Sexual abuse is characterized by sexual contact or exposure without the person’s consent, including those cases in which persons are not able to consent (American Medical Association, 1996). Mickish (1993) categorized sexual abuse as the least perceived, acknowledged, detected, and reported type of elder abuse. Although the least frequently reported type of elder mistreatment (Tatara, 1993; Pavlik et al., 2001), it is nonetheless heinous. Several studies have demonstrated that the overwhelming majority of victims have cognitive impairment (75 percent to 77 percent) and/or have functional limitations (67 percent to 92 percent) (Ramsey-Klawsnik, 1991; Holt, 1993; Teaster et al., 2000). In the study by Teaster and colleagues (2000), which includes APS reports from 1996 to 1999, the most common form of sexual abuse was sexualized kissing and fondling but ranged from unwelcome sexual interest to rape.

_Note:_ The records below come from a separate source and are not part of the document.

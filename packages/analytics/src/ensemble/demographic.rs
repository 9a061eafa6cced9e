//! Victim profile matching against a city's (gender, age band) distribution.
//!
//! Only incidents with a recorded age and gender form buckets. The lift of
//! the queried profile is its bucket share times the number of occupied
//! buckets.
//!
//! Cut points: probability `>= 0.55` is High, `>= 0.40` Medium.

use std::collections::BTreeMap;

use crime_insight_analytics_models::{ModelKind, Prediction, RiskLevel};
use crime_insight_incident_models::{AgeBand, Gender};

use super::{CutPoints, FeatureBundle, ModelScore, PredictionModel, scored_prediction};
use crate::index::{CityId, IndexedIncident, RecordIndex, mode, modal_crime_type, ratio};
use crate::predict::{CELL_SPECIFICITY, CITY_SPECIFICITY};

const CUTS: CutPoints = CutPoints {
    high: 0.55,
    medium: 0.40,
};

type Bucket = (Gender, AgeBand);

fn bucket_of(incident: &IndexedIncident) -> Option<Bucket> {
    match (incident.victim_gender, incident.victim_age) {
        (Gender::Unknown, _) | (_, None) => None,
        (gender, Some(age)) => Some((gender, AgeBand::from_age(age))),
    }
}

fn city_buckets(index: &RecordIndex, city: CityId) -> BTreeMap<Bucket, u64> {
    let mut buckets = BTreeMap::new();
    for bucket in index.city_incidents(city).filter_map(bucket_of) {
        *buckets.entry(bucket).or_default() += 1;
    }
    buckets
}

/// Fills missing profile fields with the city's modal gender and age band.
fn resolve_profile(
    buckets: &BTreeMap<Bucket, u64>,
    age: Option<u8>,
    gender: Gender,
) -> Option<Bucket> {
    let gender = match gender {
        Gender::Unknown => {
            let mut genders = BTreeMap::new();
            for (&(g, _), &n) in buckets {
                *genders.entry(g).or_default() += n;
            }
            mode(&genders)?
        }
        known => known,
    };
    let band = match age {
        Some(age) => AgeBand::from_age(age),
        None => {
            let mut bands = BTreeMap::new();
            for (&(_, band), &n) in buckets {
                *bands.entry(band).or_default() += n;
            }
            mode(&bands)?
        }
    };
    Some((gender, band))
}

/// Scores how often a victim profile is targeted in a city.
pub struct DemographicModel {
    min_sample_size: u64,
}

impl DemographicModel {
    /// See [`TemporalModel::new`](super::temporal::TemporalModel::new).
    #[must_use]
    pub const fn new(min_sample_size: u64) -> Self {
        Self { min_sample_size }
    }
}

impl PredictionModel for DemographicModel {
    fn kind(&self) -> ModelKind {
        ModelKind::Demographic
    }

    fn predict(&self, features: &FeatureBundle<'_>) -> Prediction {
        let Some(city) = features.city_id() else {
            return Prediction::no_data(features.city.trim(), features.hour);
        };
        let index = features.history;
        let buckets = city_buckets(index, city);
        let profiled: u64 = buckets.values().sum();
        let profile = features.demographics;

        let resolved = if profiled == 0 {
            None
        } else {
            resolve_profile(&buckets, profile.age, profile.gender)
        };
        let Some(bucket) = resolved else {
            return scored_prediction(
                features,
                city,
                CUTS,
                self.min_sample_size,
                advice,
                ModelScore {
                    score: 1.0,
                    crime_type: modal_crime_type(index, index.city_incidents(city)),
                    specificity: CITY_SPECIFICITY,
                    factors: vec!["No victim demographics recorded for this city".to_string()],
                },
            );
        };

        let in_bucket = buckets.get(&bucket).copied().unwrap_or(0);
        #[allow(clippy::cast_precision_loss)]
        let lift = ratio(in_bucket, profiled) * buckets.len() as f64;

        let bucket_crime = modal_crime_type(
            index,
            index
                .city_incidents(city)
                .filter(|incident| bucket_of(incident) == Some(bucket)),
        );
        let (crime_type, specificity) = match bucket_crime {
            Some(label) => (Some(label), CELL_SPECIFICITY),
            None => (modal_crime_type(index, index.city_incidents(city)), CITY_SPECIFICITY),
        };

        let (gender, band) = bucket;
        let mut factors = vec![format!(
            "{in_bucket} of {profiled} profiled victims were {gender} / {band} (lift {lift:.2})"
        )];
        if profile.age.is_none() || profile.gender == Gender::Unknown {
            factors.push("Profile completed from the city's most common victim group".to_string());
        }

        scored_prediction(
            features,
            city,
            CUTS,
            self.min_sample_size,
            advice,
            ModelScore {
                score: lift,
                crime_type,
                specificity,
                factors,
            },
        )
    }
}

const fn advice(risk_level: RiskLevel) -> &'static str {
    match risk_level {
        RiskLevel::Critical | RiskLevel::High => {
            "People matching this profile are frequently targeted here; take extra care."
        }
        RiskLevel::Medium => "This profile is targeted at about the city average.",
        RiskLevel::Low => "This profile is rarely targeted in this city.",
    }
}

Women experience a number of physiologic changes in the genital tract as they age. Both progesterone and estrogen levels decline with aging (American Geriatrics Society Review Syllabus, 1998). Decreased estrogen levels result in changes in the shape of the vagina, increased vaginal dryness, and thinning of the vaginal walls. These changes may cause pain and bleeding during sexual intercourse. Such age-related changes as altered acidity of the vaginal secretions and decreased estrogen levels make older women more prone to spontaneous vaginal and bladder infections (Butler and Lewis, 1998). Note, however, that there is never a situation in which sexual abuse is considered normal, regardless of the age or functional status of the individual.